BUT, if you have time, I can give you a super solution. Check the area where you want to move (do a little of research), get a piece of land, and build your home with latest passive house plans, and you get arround 300-400 euro / mp even if you import it from Germany. It takes you 1 week to have it up (no joke here, check google passive houses tech). And even if you dont want passive tech, you can still build around 500-600 euro per square metter. And you have the biggest advantage that you build what you like and not forced to buy something what you may not like to much.

/cheers


----------



## zenkarma (Feb 15, 2013)

reggieblue said:


> Based on that would the experience of the people living in Spain agree with that and I would be wise to sit on my cash until then ?
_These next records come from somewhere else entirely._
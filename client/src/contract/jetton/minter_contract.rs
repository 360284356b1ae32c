use async_trait::async_trait;
use jetton_minter_core::cell::{ArcCell, StateInit, EMPTY_ARC_CELL};
use jetton_minter_core::message::{
    BuyMessage, ChangeAdminMessage, ChangeContentMessage, ChangeStateMessage, InternalMessage,
    MintMessage, ProvideWalletAddressMessage, TransferMessage, WithdrawMessage,
};
use jetton_minter_core::TonAddress;
use lazy_static::lazy_static;
use num_bigint::BigUint;
use strum::IntoStaticStr;

use crate::contract::{MapCellError, MapStackError, TonContractError, TonContractInterface};
use crate::types::TvmStackEntry;

lazy_static! {
    /// Value attached to admin requests and discovery.
    pub static ref MINTER_REQUEST_VALUE: BigUint = BigUint::from(100_000_000u64);
    pub static ref MINTER_CHANGE_STATE_VALUE: BigUint = BigUint::from(200_000_000u64);
    /// Added on top of the mint's total TON amount to pay for the minter's own processing.
    pub static ref MINTER_MINT_FEE: BigUint = BigUint::from(100_000_000u64);
}

#[derive(IntoStaticStr)]
#[strum(serialize_all = "snake_case")]
enum JettonMinterMethods {
    GetJettonData,
    GetWalletAddress,
}

#[derive(PartialEq, Eq, Debug, Clone)]
pub struct JettonData {
    pub total_supply: BigUint,
    pub mintable: bool,
    /// `None` once administration has been dropped (`addr_none`).
    pub admin_address: Option<TonAddress>,
    pub content: ArcCell,
    pub wallet_code: ArcCell,
}

#[async_trait]
pub trait JettonMinterContract: TonContractInterface {
    async fn get_jetton_data(&self) -> Result<JettonData, TonContractError> {
        const JETTON_DATA_STACK_ELEMENTS: usize = 5;
        let method: &str = JettonMinterMethods::GetJettonData.into();
        let address = self.address().clone();

        let res = self.run_get_method(method, &[]).await?;

        let stack = res.stack;
        if stack.len() == JETTON_DATA_STACK_ELEMENTS {
            let total_supply = stack[0].get_biguint().map_stack_error(method, &address)?;
            let mintable = stack[1].get_i64().map_stack_error(method, &address)? != 0;
            let admin_address = stack[2]
                .get_maybe_address()
                .map_stack_error(method, &address)?;
            let content = stack[3].get_cell().map_stack_error(method, &address)?;
            let wallet_code = stack[4].get_cell().map_stack_error(method, &address)?;

            Ok(JettonData {
                total_supply,
                mintable,
                admin_address,
                content,
                wallet_code,
            })
        } else {
            Err(TonContractError::InvalidMethodResultStackSize {
                method: method.to_string(),
                address,
                actual: stack.len(),
                expected: JETTON_DATA_STACK_ELEMENTS,
            })
        }
    }

    async fn get_total_supply(&self) -> Result<BigUint, TonContractError> {
        Ok(self.get_jetton_data().await?.total_supply)
    }

    async fn get_admin_address(&self) -> Result<Option<TonAddress>, TonContractError> {
        Ok(self.get_jetton_data().await?.admin_address)
    }

    async fn get_content(&self) -> Result<ArcCell, TonContractError> {
        Ok(self.get_jetton_data().await?.content)
    }

    async fn get_mintable(&self) -> Result<bool, TonContractError> {
        Ok(self.get_jetton_data().await?.mintable)
    }

    async fn get_wallet_address(
        &self,
        owner_address: &TonAddress,
    ) -> Result<TonAddress, TonContractError> {
        let method: &str = JettonMinterMethods::GetWalletAddress.into();
        let address = self.address().clone();

        let slice = TvmStackEntry::try_from(owner_address).map_stack_error(method, &address)?;
        let res = self.run_get_method(method, &[slice]).await?;

        let stack = res.stack;
        if stack.len() == 1 {
            stack[0].get_address().map_stack_error(method, &address)
        } else {
            Err(TonContractError::InvalidMethodResultStackSize {
                method: method.to_string(),
                address,
                actual: stack.len(),
                expected: 1,
            })
        }
    }

    /// Deploys the minter described by `state_init` to this contract's address.
    async fn send_deploy(
        &self,
        state_init: &StateInit,
        value: &BigUint,
    ) -> Result<(), TonContractError> {
        let init = state_init
            .build()
            .map_cell_error("send_deploy", self.address())?;
        let mut message = TransferMessage::new(InternalMessage::new(self.address(), value));
        message.with_state_init(init).with_data(EMPTY_ARC_CELL.clone());
        self.send_transfer(&message).await
    }

    /// Mints `jetton_amount` to the wallet of `to`.
    ///
    /// Amounts are validated before anything is sent, `total_ton_amount` must exceed
    /// `forward_ton_amount`.
    async fn send_mint(
        &self,
        to: &TonAddress,
        jetton_amount: &BigUint,
        forward_ton_amount: &BigUint,
        total_ton_amount: &BigUint,
    ) -> Result<(), TonContractError> {
        let mint = MintMessage::new(
            self.address(),
            to,
            jetton_amount,
            forward_ton_amount,
            total_ton_amount,
        )?;
        let value = total_ton_amount + &*MINTER_MINT_FEE;
        self.send_body(&mint, &value).await
    }

    /// Asks the minter for the wallet address of `owner`. `value` defaults to 0.1 TON.
    async fn send_discovery(
        &self,
        owner: &TonAddress,
        include_address: bool,
        value: Option<&BigUint>,
    ) -> Result<(), TonContractError> {
        let discovery = ProvideWalletAddressMessage::new(owner, include_address);
        let value = value.unwrap_or(&*MINTER_REQUEST_VALUE);
        self.send_body(&discovery, value).await
    }

    async fn send_change_admin(&self, new_admin: &TonAddress) -> Result<(), TonContractError> {
        let change_admin = ChangeAdminMessage::new(new_admin);
        self.send_body(&change_admin, &MINTER_REQUEST_VALUE).await
    }

    async fn send_change_content(&self, content: &ArcCell) -> Result<(), TonContractError> {
        let change_content = ChangeContentMessage::new(content);
        self.send_body(&change_content, &MINTER_REQUEST_VALUE).await
    }

    async fn send_change_state(&self, state: bool) -> Result<(), TonContractError> {
        let change_state = ChangeStateMessage::new(state);
        self.send_body(&change_state, &MINTER_CHANGE_STATE_VALUE)
            .await
    }

    async fn send_withdraw(&self) -> Result<(), TonContractError> {
        self.send_body(&WithdrawMessage::new(), &MINTER_REQUEST_VALUE)
            .await
    }

    /// Buys jettons for `value` TON.
    async fn send_buy(&self, value: &BigUint) -> Result<(), TonContractError> {
        self.send_body(&BuyMessage::new(), value).await
    }
}

impl<T> JettonMinterContract for T where T: TonContractInterface {}
use std::sync::Arc;

use jetton_minter_core::cell::ArcCell;

use super::{
    choose_action, open_deployed_contract, report_action_error, ConsoleError, MinterAction,
    MinterSession,
};
use crate::config::ConsoleConfig;
use crate::provider::ChainProvider;
use crate::ui::UiProvider;

/// Minter console: opens a deployed minter and runs the picked actions until `Quit`.
///
/// A failing action is reported and the menu is shown again. Only UI failures end the loop early.
pub async fn run_minter_controller(
    provider: Arc<dyn ChainProvider>,
    ui: Arc<dyn UiProvider>,
    config: &ConsoleConfig,
    expected_code: Option<&ArcCell>,
) -> Result<(), ConsoleError> {
    let address = open_deployed_contract(
        provider.as_ref(),
        ui.as_ref(),
        "Please enter jetton-master address:",
        expected_code,
    )
    .await?;
    log::info!("Opened jetton minter {}", address);

    let session = MinterSession::new(provider, ui.clone(), &address, config.poll_settings());
    let actions = session.available_actions().await?;
    loop {
        let action = choose_action(ui.as_ref(), "Pick action:", &actions).await?;
        if action == MinterAction::Quit {
            break;
        }
        match session.run_action(action).await {
            Ok(outcome) => log::info!("{} finished with {:?}", action, outcome),
            Err(err) => report_action_error(ui.as_ref(), action.into(), err)?,
        }
    }
    Ok(())
}
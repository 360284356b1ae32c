use super::MINTER_PROVIDE_WALLET_ADDRESS;
use crate::cell::{Cell, CellBuilder};
use crate::message::{load_header, HasOpcode, TonMessage, TonMessageError};
use crate::TonAddress;

/// Asks the minter for the wallet address of `owner` (TEP-89 discovery):
///
/// ```raw
/// provide_wallet_address#2c76b973 query_id:uint64 owner_address:MsgAddress
///                                 include_address:Bool = InternalMsgBody;
/// ```
#[derive(Clone, Debug, PartialEq)]
pub struct ProvideWalletAddressMessage {
    pub query_id: u64,
    pub owner: TonAddress,
    /// the reply should also carry `owner` itself.
    pub include_address: bool,
}

impl ProvideWalletAddressMessage {
    pub fn new(owner: &TonAddress, include_address: bool) -> Self {
        ProvideWalletAddressMessage {
            query_id: 0,
            owner: owner.clone(),
            include_address,
        }
    }
}

impl TonMessage for ProvideWalletAddressMessage {
    fn build(&self) -> Result<Cell, TonMessageError> {
        let mut builder = CellBuilder::new();
        builder
            .store_u32(32, Self::opcode())?
            .store_u64(64, self.query_id)?
            .store_address(&self.owner)?
            .store_bit(self.include_address)?;
        Ok(builder.build()?)
    }

    fn parse(cell: &Cell) -> Result<Self, TonMessageError> {
        let mut parser = cell.parser();
        let (opcode, query_id) = load_header(&mut parser)?;
        let owner = parser.load_address()?;
        let include_address = parser.load_bit()?;
        parser.ensure_empty()?;

        let result = ProvideWalletAddressMessage {
            query_id,
            owner,
            include_address,
        };
        result.verify_opcode(opcode)?;
        Ok(result)
    }
}

impl HasOpcode for ProvideWalletAddressMessage {
    fn set_query_id(&mut self, query_id: u64) {
        self.query_id = query_id;
    }

    fn query_id(&self) -> u64 {
        self.query_id
    }

    fn opcode() -> u32 {
        MINTER_PROVIDE_WALLET_ADDRESS
    }
}

#[cfg(test)]
mod tests {
    use crate::message::{ProvideWalletAddressMessage, TonMessage, TonMessageError};
    use crate::TonAddress;

    #[test]
    fn discovery_layout() -> Result<(), TonMessageError> {
        let owner = TonAddress::new(0, &[5; 32]);
        let cell = ProvideWalletAddressMessage::new(&owner, true).build()?;
        assert_eq!(cell.bit_len(), 32 + 64 + 267 + 1);
        assert_eq!(&cell.data()[..4], [0x2c, 0x76, 0xb9, 0x73]);
        // include_address is the last bit
        assert_eq!(cell.data()[45] & 0b0001_0000, 0b0001_0000);

        let parsed = ProvideWalletAddressMessage::parse(&cell)?;
        assert_eq!(parsed.owner, owner);
        assert!(parsed.include_address);

        let cell = ProvideWalletAddressMessage::new(&owner, false).build()?;
        assert!(!ProvideWalletAddressMessage::parse(&cell)?.include_address);
        Ok(())
    }
}
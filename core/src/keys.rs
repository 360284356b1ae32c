use std::fmt::{Debug, Formatter};

use nacl::sign::{generate_keypair, signature};
use num_bigint::BigUint;
use thiserror::Error;

pub const SEED_LEN: usize = 32;
pub const SECRET_KEY_LEN: usize = 64;
pub const SIGNATURE_LEN: usize = 64;

#[derive(Error, Debug)]
pub enum KeyPairError {
    #[error("Key must be 32 byte seed or 64 byte secret key, got {0} bytes")]
    InvalidLength(usize),

    #[error("Key is not a valid hex string ({0})")]
    InvalidHex(#[from] hex::FromHexError),

    #[error("Public key half of the secret key doesn't match its seed")]
    PublicKeyMismatch,

    #[error("Signing failed ({0})")]
    SigningError(String),
}

/// Ed25519 key pair. `secret_key` is the 64-byte NaCl form: seed followed by public key.
#[derive(Clone, PartialEq, Eq)]
pub struct KeyPair {
    pub public_key: Vec<u8>,
    pub secret_key: Vec<u8>,
}

impl KeyPair {
    pub fn from_seed(seed: &[u8]) -> Result<KeyPair, KeyPairError> {
        if seed.len() != SEED_LEN {
            return Err(KeyPairError::InvalidLength(seed.len()));
        }
        let key_pair = generate_keypair(seed);
        Ok(KeyPair {
            public_key: key_pair.pkey.to_vec(),
            secret_key: key_pair.skey.to_vec(),
        })
    }

    pub fn from_secret_key(secret_key: &[u8]) -> Result<KeyPair, KeyPairError> {
        match secret_key.len() {
            SEED_LEN => Self::from_seed(secret_key),
            SECRET_KEY_LEN => {
                let key_pair = Self::from_seed(&secret_key[..SEED_LEN])?;
                if key_pair.public_key != secret_key[SEED_LEN..] {
                    return Err(KeyPairError::PublicKeyMismatch);
                }
                Ok(key_pair)
            }
            len => Err(KeyPairError::InvalidLength(len)),
        }
    }

    /// Accepts a hex encoded 32-byte seed or 64-byte secret key.
    pub fn from_hex(hex_key: &str) -> Result<KeyPair, KeyPairError> {
        let bytes = hex::decode(hex_key.trim())?;
        Self::from_secret_key(&bytes)
    }

    pub fn sign(&self, data: &[u8]) -> Result<Vec<u8>, KeyPairError> {
        signature(data, self.secret_key.as_slice())
            .map_err(|err| KeyPairError::SigningError(err.message))
    }

    /// Public key as the 256-bit unsigned integer contracts keep in their data.
    pub fn public_key_uint(&self) -> BigUint {
        BigUint::from_bytes_be(&self.public_key)
    }
}

impl Debug for KeyPair {
    fn fmt(&self, f: &mut Formatter<'_>) -> std::fmt::Result {
        f.debug_struct("KeyPair")
            .field("public_key", &hex::encode(&self.public_key))
            .finish_non_exhaustive()
    }
}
It's hard to know what to do isn't it?

On the one hand you have the Spanish property market which as you've rightly pointed out has far more properties available than current demand which is depressing prices. On the other hand you're sitting on a pot of cash that is not only earning peanuts in the bank but getting eroded by inflation year on year.

The temptation therefore would be to use that money to invest in a Spanish property that you could use as a holiday home whilst you run down to retirement. But bear in mind there are running costs attached to doing this in the region of €1-3k a year depending on the property.

I think the Spanish property market is going to stay this way for the immediate future and I don't see anything happening for at least 5-10 years possibly longer. I also think interest rates are going to rise at some point in the near future which rather suggests you might be better off holding on before buying your Spanish property.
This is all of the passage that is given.